Collected data
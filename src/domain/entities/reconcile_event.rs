use chrono::{DateTime, Utc};
use serde::Serialize;
use uuid::Uuid;

use super::{
    provider::Provider,
    subscription::{Plan, SubscriptionStatus},
};

/// Identifies the subscription an event is about.
#[derive(Debug, Clone, PartialEq, Eq)]
pub struct SubscriptionRef {
    pub provider: Provider,
    pub external_subscription_id: String,
    pub external_customer_id: String,
    /// Local user, when the payload carries it. Otherwise resolved through the
    /// identity directory before a new row is created.
    pub user_id: Option<Uuid>,
}

/// Full provider-side state of one subscription, either fetched on demand or
/// implied by a webhook payload.
#[derive(Debug, Clone, PartialEq, Eq, Serialize)]
pub struct ProviderSubscription {
    pub provider: Provider,
    pub external_subscription_id: String,
    pub external_customer_id: String,
    pub plan: Plan,
    pub status: SubscriptionStatus,
    pub current_period_start: DateTime<Utc>,
    pub current_period_end: DateTime<Utc>,
    pub cancelled_at: Option<DateTime<Utc>>,
}

impl ProviderSubscription {
    pub fn subject(&self, user_id: Option<Uuid>) -> SubscriptionRef {
        SubscriptionRef {
            provider: self.provider,
            external_subscription_id: self.external_subscription_id.clone(),
            external_customer_id: self.external_customer_id.clone(),
            user_id,
        }
    }
}

#[derive(Debug, Clone, PartialEq, Eq)]
pub enum EventKind {
    Purchased {
        plan: Plan,
        period_start: DateTime<Utc>,
        period_end: DateTime<Utc>,
        trial: bool,
    },
    Renewed {
        plan: Plan,
        period_start: DateTime<Utc>,
        period_end: DateTime<Utc>,
    },
    CancellationRequested {
        at_period_end: bool,
    },
    Uncancelled,
    PaymentFailed,
    PaymentSucceeded {
        period_end: Option<DateTime<Utc>>,
    },
    TrialEnding,
    Expired,
    /// Raised internally once `current_period_end` has passed without renewal.
    LapseDetected,
    Snapshot(ProviderSubscription),
}

impl EventKind {
    pub fn name(&self) -> &'static str {
        match self {
            EventKind::Purchased { .. } => "purchased",
            EventKind::Renewed { .. } => "renewed",
            EventKind::CancellationRequested { .. } => "cancellation_requested",
            EventKind::Uncancelled => "uncancelled",
            EventKind::PaymentFailed => "payment_failed",
            EventKind::PaymentSucceeded { .. } => "payment_succeeded",
            EventKind::TrialEnding => "trial_ending",
            EventKind::Expired => "expired",
            EventKind::LapseDetected => "lapse_detected",
            EventKind::Snapshot(_) => "snapshot",
        }
    }

    /// User-initiated changes apply even when they arrive after newer state.
    pub fn bypasses_ordering(&self) -> bool {
        matches!(
            self,
            EventKind::CancellationRequested { .. } | EventKind::Uncancelled | EventKind::LapseDetected
        )
    }
}

/// Provider-agnostic input to the transition function.
#[derive(Debug, Clone, PartialEq, Eq)]
pub struct ReconcileEvent {
    pub subject: SubscriptionRef,
    pub effective_at: DateTime<Utc>,
    pub kind: EventKind,
    /// Provider state before this event as implied by the payload. Lets an
    /// event that arrives ahead of the purchase still create the row.
    pub baseline: Option<ProviderSubscription>,
}

impl ReconcileEvent {
    pub fn new(subject: SubscriptionRef, effective_at: DateTime<Utc>, kind: EventKind) -> Self {
        Self {
            subject,
            effective_at,
            kind,
            baseline: None,
        }
    }

    pub fn with_baseline(mut self, baseline: ProviderSubscription) -> Self {
        self.baseline = Some(baseline);
        self
    }

    /// Wrap a fetched provider state as a synthetic event.
    pub fn snapshot(
        snapshot: ProviderSubscription,
        user_id: Option<Uuid>,
        observed_at: DateTime<Utc>,
    ) -> Self {
        Self::new(
            snapshot.subject(user_id),
            observed_at,
            EventKind::Snapshot(snapshot),
        )
    }
}
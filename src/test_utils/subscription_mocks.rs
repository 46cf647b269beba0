//! In-memory implementations of the reconciliation ports.

use std::collections::{HashMap, HashSet};
use std::sync::Mutex;
use std::sync::atomic::{AtomicBool, AtomicUsize, Ordering};

use async_trait::async_trait;
use chrono::{DateTime, Duration, Utc};
use uuid::Uuid;

use crate::{
    app_error::{AppError, AppResult},
    application::{
        ports::{identity::IdentityDirectory, notifier::Notifier},
        use_cases::{reconciliation::SubscriptionRepoTrait, webhook::ProcessedEventStore},
    },
    domain::entities::{
        provider::Provider,
        subscription::{Subscription, SubscriptionStatus},
        subscription_transition::NotificationKind,
    },
};

// ============================================================================
// InMemorySubscriptionRepo
// ============================================================================

#[derive(Default)]
pub struct InMemorySubscriptionRepo {
    pub subscriptions: Mutex<HashMap<Uuid, Subscription>>,
    fail_writes: AtomicBool,
    pending_conflicts: AtomicUsize,
}

impl InMemorySubscriptionRepo {
    pub fn new() -> Self {
        Self::default()
    }

    pub fn with_subscriptions(subscriptions: Vec<Subscription>) -> Self {
        let repo = Self::new();
        for subscription in subscriptions {
            repo.seed(subscription);
        }
        repo
    }

    /// Store a row as-is, bypassing lineage handling.
    pub fn seed(&self, subscription: Subscription) {
        self.subscriptions
            .lock()
            .unwrap()
            .insert(subscription.id, subscription);
    }

    /// Make every insert and update fail with a persistence error.
    pub fn fail_writes(&self, fail: bool) {
        self.fail_writes.store(fail, Ordering::SeqCst);
    }

    /// Simulate another writer touching the row before each of the next `n`
    /// compare-and-swap updates.
    pub fn conflict_next_updates(&self, n: usize) {
        self.pending_conflicts.store(n, Ordering::SeqCst);
    }

    pub fn all(&self) -> Vec<Subscription> {
        self.subscriptions.lock().unwrap().values().cloned().collect()
    }

    pub fn current_for_user(&self, user_id: Uuid) -> Option<Subscription> {
        current_for(&self.subscriptions.lock().unwrap(), user_id)
    }

    pub fn live_count(&self, user_id: Uuid) -> usize {
        self.subscriptions
            .lock()
            .unwrap()
            .values()
            .filter(|s| s.user_id == user_id && !s.status.is_terminal())
            .count()
    }

    fn check_writable(&self) -> AppResult<()> {
        if self.fail_writes.load(Ordering::SeqCst) {
            return Err(AppError::Persistence("simulated write failure".into()));
        }
        Ok(())
    }
}

fn current_for(rows: &HashMap<Uuid, Subscription>, user_id: Uuid) -> Option<Subscription> {
    rows.values()
        .filter(|s| s.user_id == user_id)
        .max_by_key(|s| (!s.status.is_terminal(), s.updated_at))
        .cloned()
}

fn supersede_other_lineages(rows: &mut HashMap<Uuid, Subscription>, subscription: &Subscription) {
    if subscription.status.is_terminal() {
        return;
    }
    for other in rows.values_mut() {
        if other.user_id == subscription.user_id
            && other.id != subscription.id
            && !other.status.is_terminal()
        {
            other.status = SubscriptionStatus::Cancelled;
            other.cancelled_at = other.cancelled_at.or(Some(subscription.updated_at));
            other.updated_at = subscription.updated_at;
        }
    }
}

#[async_trait]
impl SubscriptionRepoTrait for InMemorySubscriptionRepo {
    async fn get_by_id(&self, id: Uuid) -> AppResult<Option<Subscription>> {
        Ok(self.subscriptions.lock().unwrap().get(&id).cloned())
    }

    async fn get_by_external_id(
        &self,
        provider: Provider,
        external_subscription_id: &str,
    ) -> AppResult<Option<Subscription>> {
        Ok(self
            .subscriptions
            .lock()
            .unwrap()
            .values()
            .find(|s| s.provider == provider && s.external_subscription_id == external_subscription_id)
            .cloned())
    }

    async fn get_current_for_user(&self, user_id: Uuid) -> AppResult<Option<Subscription>> {
        Ok(current_for(&self.subscriptions.lock().unwrap(), user_id))
    }

    async fn insert(&self, subscription: &Subscription) -> AppResult<bool> {
        self.check_writable()?;
        let mut rows = self.subscriptions.lock().unwrap();
        if rows.values().any(|s| {
            s.provider == subscription.provider
                && s.external_subscription_id == subscription.external_subscription_id
        }) {
            return Ok(false);
        }
        supersede_other_lineages(&mut rows, subscription);
        rows.insert(subscription.id, subscription.clone());
        Ok(true)
    }

    async fn update_if_unchanged(
        &self,
        subscription: &Subscription,
        expected_updated_at: DateTime<Utc>,
    ) -> AppResult<bool> {
        self.check_writable()?;
        let mut rows = self.subscriptions.lock().unwrap();

        let conflict = self
            .pending_conflicts
            .fetch_update(Ordering::SeqCst, Ordering::SeqCst, |n| n.checked_sub(1))
            .is_ok();
        if conflict && let Some(row) = rows.get_mut(&subscription.id) {
            row.updated_at += Duration::microseconds(1);
        }

        match rows.get(&subscription.id) {
            Some(row) if row.updated_at == expected_updated_at => {}
            _ => return Ok(false),
        }
        supersede_other_lineages(&mut rows, subscription);
        rows.insert(subscription.id, subscription.clone());
        Ok(true)
    }

    async fn list_lapse_candidates(
        &self,
        period_end_before: DateTime<Utc>,
        limit: i64,
    ) -> AppResult<Vec<Subscription>> {
        let mut candidates: Vec<Subscription> = self
            .subscriptions
            .lock()
            .unwrap()
            .values()
            .filter(|s| !s.status.is_terminal() && s.current_period_end <= period_end_before)
            .cloned()
            .collect();
        candidates.sort_by_key(|s| s.current_period_end);
        candidates.truncate(usize::try_from(limit).unwrap_or(0));
        Ok(candidates)
    }
}

// ============================================================================
// InMemoryIdentityDirectory
// ============================================================================

#[derive(Default)]
pub struct InMemoryIdentityDirectory {
    links: Mutex<HashMap<(Provider, String), Uuid>>,
}

impl InMemoryIdentityDirectory {
    pub fn new() -> Self {
        Self::default()
    }

    pub fn seed(&self, user_id: Uuid, provider: Provider, external_customer_id: &str) {
        self.links
            .lock()
            .unwrap()
            .insert((provider, external_customer_id.to_string()), user_id);
    }

    pub fn linked(&self, user_id: Uuid, provider: Provider) -> Option<String> {
        self.links
            .lock()
            .unwrap()
            .iter()
            .find(|((p, _), u)| *p == provider && **u == user_id)
            .map(|((_, customer), _)| customer.clone())
    }
}

#[async_trait]
impl IdentityDirectory for InMemoryIdentityDirectory {
    async fn user_for_customer(
        &self,
        provider: Provider,
        external_customer_id: &str,
    ) -> AppResult<Option<Uuid>> {
        Ok(self
            .links
            .lock()
            .unwrap()
            .get(&(provider, external_customer_id.to_string()))
            .copied())
    }

    async fn customer_for_user(
        &self,
        user_id: Uuid,
        provider: Provider,
    ) -> AppResult<Option<String>> {
        Ok(self.linked(user_id, provider))
    }

    async fn link_customer(
        &self,
        user_id: Uuid,
        provider: Provider,
        external_customer_id: &str,
    ) -> AppResult<()> {
        self.links
            .lock()
            .unwrap()
            .entry((provider, external_customer_id.to_string()))
            .or_insert(user_id);
        Ok(())
    }
}

// ============================================================================
// InMemoryProcessedEventStore
// ============================================================================

#[derive(Default)]
pub struct InMemoryProcessedEventStore {
    processed: Mutex<HashSet<(Provider, String)>>,
}

impl InMemoryProcessedEventStore {
    pub fn new() -> Self {
        Self::default()
    }

    pub fn contains(&self, provider: Provider, external_event_id: &str) -> bool {
        self.processed
            .lock()
            .unwrap()
            .contains(&(provider, external_event_id.to_string()))
    }
}

#[async_trait]
impl ProcessedEventStore for InMemoryProcessedEventStore {
    async fn is_processed(&self, provider: Provider, external_event_id: &str) -> AppResult<bool> {
        Ok(self.contains(provider, external_event_id))
    }

    async fn mark_processed(&self, provider: Provider, external_event_id: &str) -> AppResult<()> {
        self.processed
            .lock()
            .unwrap()
            .insert((provider, external_event_id.to_string()));
        Ok(())
    }
}

// ============================================================================
// RecordingNotifier
// ============================================================================

#[derive(Default)]
pub struct RecordingNotifier {
    sent: Mutex<Vec<(Uuid, NotificationKind)>>,
}

impl RecordingNotifier {
    pub fn new() -> Self {
        Self::default()
    }

    pub fn sent(&self) -> Vec<(Uuid, NotificationKind)> {
        self.sent.lock().unwrap().clone()
    }

    pub fn kinds(&self) -> Vec<NotificationKind> {
        self.sent().into_iter().map(|(_, kind)| kind).collect()
    }

    pub fn count(&self) -> usize {
        self.sent.lock().unwrap().len()
    }
}

impl Notifier for RecordingNotifier {
    fn notify(&self, user_id: Uuid, kind: NotificationKind, _metadata: serde_json::Value) {
        self.sent.lock().unwrap().push((user_id, kind));
    }
}
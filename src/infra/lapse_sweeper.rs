use std::sync::Arc;
use std::time::Duration;

use chrono::Utc;
use tokio::time::{MissedTickBehavior, interval};
use tracing::{error, info};

use crate::use_cases::reconciliation::ReconciliationUseCases;

/// Periodically expires subscriptions whose paid period ended without a
/// renewal. Runs one pass at a time; a slow pass delays the next tick.
pub async fn run_lapse_sweep_loop(
    reconciliation: Arc<ReconciliationUseCases>,
    every: Duration,
    lookahead: chrono::Duration,
) {
    let mut ticker = interval(every);
    ticker.set_missed_tick_behavior(MissedTickBehavior::Delay);

    info!(
        "Lapse sweeper started (every {}s, lookahead {}s)",
        every.as_secs(),
        lookahead.num_seconds()
    );

    loop {
        ticker.tick().await;

        match reconciliation.sweep_lapsed(Utc::now(), lookahead).await {
            Ok(report) if report.checked > 0 => {
                info!(
                    checked = report.checked,
                    refreshed = report.refreshed,
                    expired = report.expired,
                    failed = report.failed,
                    "Lapse sweep finished"
                );
            }
            Ok(_) => {}
            Err(e) => {
                error!(error = %e, "Lapse sweep failed");
            }
        }
    }
}
//! Test data factories for creating valid test fixtures.
//!
//! Each factory function creates a complete, valid object with sensible defaults.
//! Use the closure parameter to override specific fields as needed.

use chrono::{DateTime, Duration, Utc};
use secrecy::SecretString;
use uuid::Uuid;

use crate::{
    application::jwt,
    domain::entities::{
        provider::Provider,
        reconcile_event::ProviderSubscription,
        subscription::{Plan, Subscription, SubscriptionStatus, truncate_to_micros},
    },
};

pub const TEST_JWT_SECRET: &str = "test_jwt_secret";

/// Current time at storage precision.
pub fn test_now() -> DateTime<Utc> {
    truncate_to_micros(Utc::now())
}

/// Create an active monthly card-billing subscription in the middle of its period.
pub fn create_test_subscription(
    user_id: Uuid,
    overrides: impl FnOnce(&mut Subscription),
) -> Subscription {
    let now = test_now();
    let suffix = Uuid::new_v4().simple().to_string();
    let mut subscription = Subscription {
        id: Uuid::new_v4(),
        user_id,
        provider: Provider::CardBilling,
        external_customer_id: format!("cus_{}", &suffix[..12]),
        external_subscription_id: format!("sub_{}", &suffix[..12]),
        plan: Plan::Monthly,
        status: SubscriptionStatus::Active,
        current_period_start: now - Duration::days(10),
        current_period_end: now + Duration::days(20),
        cancelled_at: None,
        last_event_at: now - Duration::days(10),
        created_at: now - Duration::days(10),
        updated_at: now - Duration::days(10),
    };
    overrides(&mut subscription);
    subscription
}

/// Create provider-side state for an active monthly card-billing subscription.
pub fn create_test_snapshot(
    overrides: impl FnOnce(&mut ProviderSubscription),
) -> ProviderSubscription {
    let now = test_now();
    let mut snapshot = ProviderSubscription {
        provider: Provider::CardBilling,
        external_subscription_id: "sub_test".to_string(),
        external_customer_id: "cus_test".to_string(),
        plan: Plan::Monthly,
        status: SubscriptionStatus::Active,
        current_period_start: now - Duration::days(1),
        current_period_end: now + Duration::days(29),
        cancelled_at: None,
    };
    overrides(&mut snapshot);
    snapshot
}

/// Access token for `user_id` signed with [`TEST_JWT_SECRET`].
pub fn test_access_token(user_id: Uuid) -> String {
    jwt::issue(
        user_id,
        &SecretString::new(TEST_JWT_SECRET.into()),
        time::Duration::hours(1),
    )
    .expect("test token should sign")
}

Exercise requirements> Filter the entries and keep only the lines holding "struct".

Reply>
pub struct SubscriptionRef {
pub struct ProviderSubscription {
pub struct ReconcileEvent {
pub struct InMemorySubscriptionRepo {
pub struct InMemoryIdentityDirectory {
pub struct InMemoryProcessedEventStore {
pub struct RecordingNotifier {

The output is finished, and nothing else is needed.